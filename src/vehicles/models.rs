//! Vehicle listing models and data structures.
//!
//! Contains the vehicle record shown in the storefront, the raw shape
//! returned by the listing endpoint, and price formatting.

use serde::{Deserialize, Serialize};
use serde_json::Value;
use std::collections::HashSet;
use std::fmt;
use thiserror::Error;

/// Image shown when a vehicle has no asset of its own.
pub const PLACEHOLDER_IMAGE: &str = "/placeholder.svg";

/// Identifier of a vehicle, either numeric or textual.
#[derive(Debug, Clone, PartialEq, Eq, Hash, Serialize, Deserialize)]
#[serde(untagged)]
pub enum VehicleId {
    /// Numeric identifier (`"id": 3`)
    Number(i64),
    /// Textual identifier (`"id": "a1b2"`)
    Text(String),
}

impl fmt::Display for VehicleId {
    fn fmt(&self, f: &mut fmt::Formatter<'_>) -> fmt::Result {
        match self {
            VehicleId::Number(n) => write!(f, "{}", n),
            VehicleId::Text(s) => f.write_str(s),
        }
    }
}

impl From<i64> for VehicleId {
    fn from(value: i64) -> Self {
        VehicleId::Number(value)
    }
}

impl From<&str> for VehicleId {
    fn from(value: &str) -> Self {
        VehicleId::Text(value.to_string())
    }
}

impl From<String> for VehicleId {
    fn from(value: String) -> Self {
        VehicleId::Text(value)
    }
}

/// Descriptive technical data. Display-only, never filtered on.
#[derive(Debug, Clone, Default, PartialEq, Eq, Serialize, Deserialize)]
#[serde(default)]
pub struct VehicleSpecs {
    /// Engine description (e.g. "1.8L 4-cilindros")
    pub engine: Option<String>,
    /// Transmission type
    pub transmission: Option<String>,
    /// Mileage as free text
    pub mileage: Option<String>,
    /// Paint color
    pub color: Option<String>,
}

impl VehicleSpecs {
    /// Labelled entries that carry a value, in display order.
    pub fn entries(&self) -> Vec<(&'static str, &str)> {
        [
            ("Motor", &self.engine),
            ("Transmissão", &self.transmission),
            ("Quilometragem", &self.mileage),
            ("Cor", &self.color),
        ]
        .into_iter()
        .filter_map(|(label, value)| value.as_deref().map(|v| (label, v)))
        .collect()
    }
}

/// One listed vehicle.
///
/// Records are immutable once loaded; identity is `id`.
#[derive(Debug, Clone, PartialEq, Serialize, Deserialize)]
pub struct VehicleRecord {
    /// Unique identifier within the listing
    pub id: VehicleId,
    /// Manufacturer name
    pub brand: String,
    /// Model name
    pub model: String,
    /// Model year
    pub year: i32,
    /// Asking price, currency-agnostic, never negative
    pub price: f64,
    /// Display asset reference
    #[serde(default)]
    pub image: Option<String>,
    /// Short marketing description
    #[serde(default)]
    pub description: Option<String>,
    /// Technical details
    #[serde(default)]
    pub specs: Option<VehicleSpecs>,
}

impl VehicleRecord {
    /// Create a record with the fields the filter core looks at.
    pub fn new(
        id: impl Into<VehicleId>,
        brand: impl Into<String>,
        model: impl Into<String>,
        year: i32,
        price: f64,
    ) -> Self {
        Self {
            id: id.into(),
            brand: brand.into(),
            model: model.into(),
            year,
            price,
            image: None,
            description: None,
            specs: None,
        }
    }

    pub fn with_image(mut self, image: impl Into<String>) -> Self {
        self.image = Some(image.into());
        self
    }

    pub fn with_description(mut self, description: impl Into<String>) -> Self {
        self.description = Some(description.into());
        self
    }

    pub fn with_specs(mut self, specs: VehicleSpecs) -> Self {
        self.specs = Some(specs);
        self
    }

    /// Card heading, "brand model".
    pub fn title(&self) -> String {
        format!("{} {}", self.brand, self.model)
    }

    /// Image reference, falling back to the placeholder asset.
    pub fn image_or_placeholder(&self) -> &str {
        self.image
            .as_deref()
            .filter(|image| !image.trim().is_empty())
            .unwrap_or(PLACEHOLDER_IMAGE)
    }

    /// Price rendered with the given currency conventions.
    pub fn format_price(&self, currency: &CurrencyFormat) -> String {
        currency.format(self.price)
    }
}

/// Localized currency rendering.
///
/// Defaults to Brazilian real conventions: `R$ 35.000` and `R$ 1.234,50`.
#[derive(Debug, Clone, PartialEq, Eq, Serialize, Deserialize)]
#[serde(default)]
pub struct CurrencyFormat {
    /// Symbol placed before the amount
    pub symbol: String,
    /// Digit group separator
    pub thousands_separator: String,
    /// Separator before the cents
    pub decimal_separator: String,
}

impl Default for CurrencyFormat {
    fn default() -> Self {
        Self {
            symbol: "R$".to_string(),
            thousands_separator: ".".to_string(),
            decimal_separator: ",".to_string(),
        }
    }
}

impl CurrencyFormat {
    /// Format an amount. Cents are shown only when non-zero.
    pub fn format(&self, amount: f64) -> String {
        let sign = if amount < 0.0 { "-" } else { "" };
        let cents = (amount.abs() * 100.0).round() as u64;
        let whole = cents / 100;
        let fraction = cents % 100;

        let digits = whole.to_string();
        let mut grouped = String::with_capacity(digits.len() + digits.len() / 3);
        for (i, ch) in digits.chars().enumerate() {
            if i > 0 && (digits.len() - i) % 3 == 0 {
                grouped.push_str(&self.thousands_separator);
            }
            grouped.push(ch);
        }

        if fraction == 0 {
            format!("{} {}{}", self.symbol, sign, grouped)
        } else {
            format!(
                "{} {}{}{}{:02}",
                self.symbol, sign, grouped, self.decimal_separator, fraction
            )
        }
    }

    /// Read a typed amount back using these separators.
    ///
    /// # Returns
    /// * `Option<f64>` - None unless the text is a non-negative amount
    ///
    /// # Details
    /// Digit groups are optional, but when present every group after the
    /// first must have exactly three digits, so `40.000` reads as forty
    /// thousand under pt-BR and `1.5` is rejected.
    pub fn parse(&self, text: &str) -> Option<f64> {
        let text = text.trim();
        let (whole, fraction) = match self.decimal_separator.as_str() {
            "" => (text, ""),
            sep => text.split_once(sep).unwrap_or((text, "")),
        };

        let digits = |part: &str| part.chars().all(|ch| ch.is_ascii_digit());
        let mut normalized = String::with_capacity(text.len());
        if !self.thousands_separator.is_empty() && whole.contains(self.thousands_separator.as_str()) {
            for (i, group) in whole.split(self.thousands_separator.as_str()).enumerate() {
                let len_ok = if i == 0 { (1..=3).contains(&group.len()) } else { group.len() == 3 };
                if !len_ok || !digits(group) {
                    return None;
                }
                normalized.push_str(group);
            }
        } else if digits(whole) {
            normalized.push_str(whole);
        } else {
            return None;
        }

        if !digits(fraction) || (normalized.is_empty() && fraction.is_empty()) {
            return None;
        }
        if normalized.is_empty() {
            normalized.push('0');
        }
        if !fraction.is_empty() {
            normalized.push('.');
            normalized.push_str(fraction);
        }
        normalized.parse::<f64>().ok().filter(|amount| amount.is_finite())
    }

    /// Plain editable text for an amount, without symbol or grouping.
    pub fn input_text(&self, amount: f64) -> String {
        if amount.fract() == 0.0 {
            format!("{:.0}", amount)
        } else {
            amount.to_string().replace('.', &self.decimal_separator)
        }
    }
}

/// A record the listing endpoint returned that cannot be shown.
#[derive(Debug, Clone, PartialEq, Eq, Error)]
pub enum RecordError {
    #[error("invalid vehicle record at position {position}: {reason}")]
    InvalidRecord { position: usize, reason: String },
}

/// Vehicle object as served by the listing endpoint.
///
/// Numeric fields are kept as raw JSON so that numeric strings can be
/// accepted and everything else rejected with a precise reason.
#[derive(Debug, Deserialize)]
pub struct ApiVehicle {
    #[serde(default)]
    pub id: Option<VehicleId>,
    #[serde(default)]
    pub brand: Option<String>,
    #[serde(default)]
    pub model: Option<String>,
    #[serde(default)]
    pub year: Option<Value>,
    #[serde(default)]
    pub price: Option<Value>,
    #[serde(default)]
    pub image: Option<String>,
    #[serde(default)]
    pub description: Option<String>,
    #[serde(default)]
    pub specs: Option<Value>,
}

impl ApiVehicle {
    /// Validate and convert into a [`VehicleRecord`].
    ///
    /// # Arguments
    /// * `position` - Zero-based position in the response array
    ///
    /// # Details
    /// A missing `id` becomes the 1-based position. Malformed `specs` are
    /// dropped rather than rejecting the whole vehicle.
    pub fn into_record(self, position: usize) -> Result<VehicleRecord, RecordError> {
        let invalid = |reason: String| RecordError::InvalidRecord { position, reason };

        let brand = required_text(self.brand, "brand").map_err(invalid)?;
        let model = required_text(self.model, "model").map_err(invalid)?;
        let price = parse_price(self.price.as_ref()).map_err(invalid)?;
        let year = parse_year(self.year.as_ref()).map_err(invalid)?;

        let specs = match self.specs {
            None | Some(Value::Null) => None,
            Some(raw) => match serde_json::from_value::<VehicleSpecs>(raw) {
                Ok(specs) => Some(specs),
                Err(e) => {
                    tracing::debug!(position, error = %e, "ignoring malformed vehicle specs");
                    None
                }
            },
        };

        Ok(VehicleRecord {
            id: self.id.unwrap_or(VehicleId::Number(position as i64 + 1)),
            brand,
            model,
            year,
            price,
            image: self.image,
            description: self.description,
            specs,
        })
    }
}

/// Convert a decoded response array into records.
///
/// # Details
/// Entries that are not vehicle objects, fail validation, or repeat an
/// earlier id are logged and skipped. Order of the survivors is kept.
pub fn decode_vehicles(items: Vec<Value>) -> Vec<VehicleRecord> {
    let mut seen = HashSet::new();
    let mut vehicles = Vec::with_capacity(items.len());

    for (position, item) in items.into_iter().enumerate() {
        let converted = serde_json::from_value::<ApiVehicle>(item)
            .map_err(|e| RecordError::InvalidRecord {
                position,
                reason: e.to_string(),
            })
            .and_then(|api| api.into_record(position))
            .and_then(|record| {
                if seen.insert(record.id.clone()) {
                    Ok(record)
                } else {
                    Err(RecordError::InvalidRecord {
                        position,
                        reason: format!("duplicate id {}", record.id),
                    })
                }
            });

        match converted {
            Ok(record) => vehicles.push(record),
            Err(e) => tracing::warn!("Skipping vehicle: {}", e),
        }
    }

    vehicles
}

fn required_text(value: Option<String>, name: &str) -> Result<String, String> {
    match value {
        Some(text) if !text.trim().is_empty() => Ok(text),
        _ => Err(format!("missing {}", name)),
    }
}

fn parse_price(value: Option<&Value>) -> Result<f64, String> {
    let price = match value {
        Some(Value::Number(n)) => n
            .as_f64()
            .ok_or_else(|| format!("price out of range: {}", n))?,
        Some(Value::String(s)) => s
            .trim()
            .parse::<f64>()
            .map_err(|_| format!("price is not numeric: {:?}", s))?,
        None | Some(Value::Null) => return Err("missing price".to_string()),
        Some(other) => return Err(format!("price is not numeric: {}", other)),
    };

    if !price.is_finite() || price < 0.0 {
        return Err(format!("price must be a non-negative amount: {}", price));
    }
    Ok(price)
}

fn parse_year(value: Option<&Value>) -> Result<i32, String> {
    let year = match value {
        Some(Value::Number(n)) => match n.as_i64() {
            Some(year) => year,
            None => match n.as_f64() {
                Some(f) if f.fract() == 0.0 => f as i64,
                _ => return Err(format!("year is not an integer: {}", n)),
            },
        },
        Some(Value::String(s)) => s
            .trim()
            .parse::<i64>()
            .map_err(|_| format!("year is not an integer: {:?}", s))?,
        None | Some(Value::Null) => return Err("missing year".to_string()),
        Some(other) => return Err(format!("year is not an integer: {}", other)),
    };

    i32::try_from(year).map_err(|_| format!("year out of range: {}", year))
}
========
**Exercise aim:** Scan the data above. Return every line with "derive" in it.

**Response to the exercise:**
#[derive(Debug, Clone, PartialEq, Eq, Hash, Serialize, Deserialize)]
#[derive(Debug, Clone, Default, PartialEq, Eq, Serialize, Deserialize)]
#[derive(Debug, Clone, PartialEq, Serialize, Deserialize)]
#[derive(Debug, Clone, PartialEq, Eq, Serialize, Deserialize)]
#[derive(Debug, Clone, PartialEq, Eq, Error)]
#[derive(Debug, Deserialize)]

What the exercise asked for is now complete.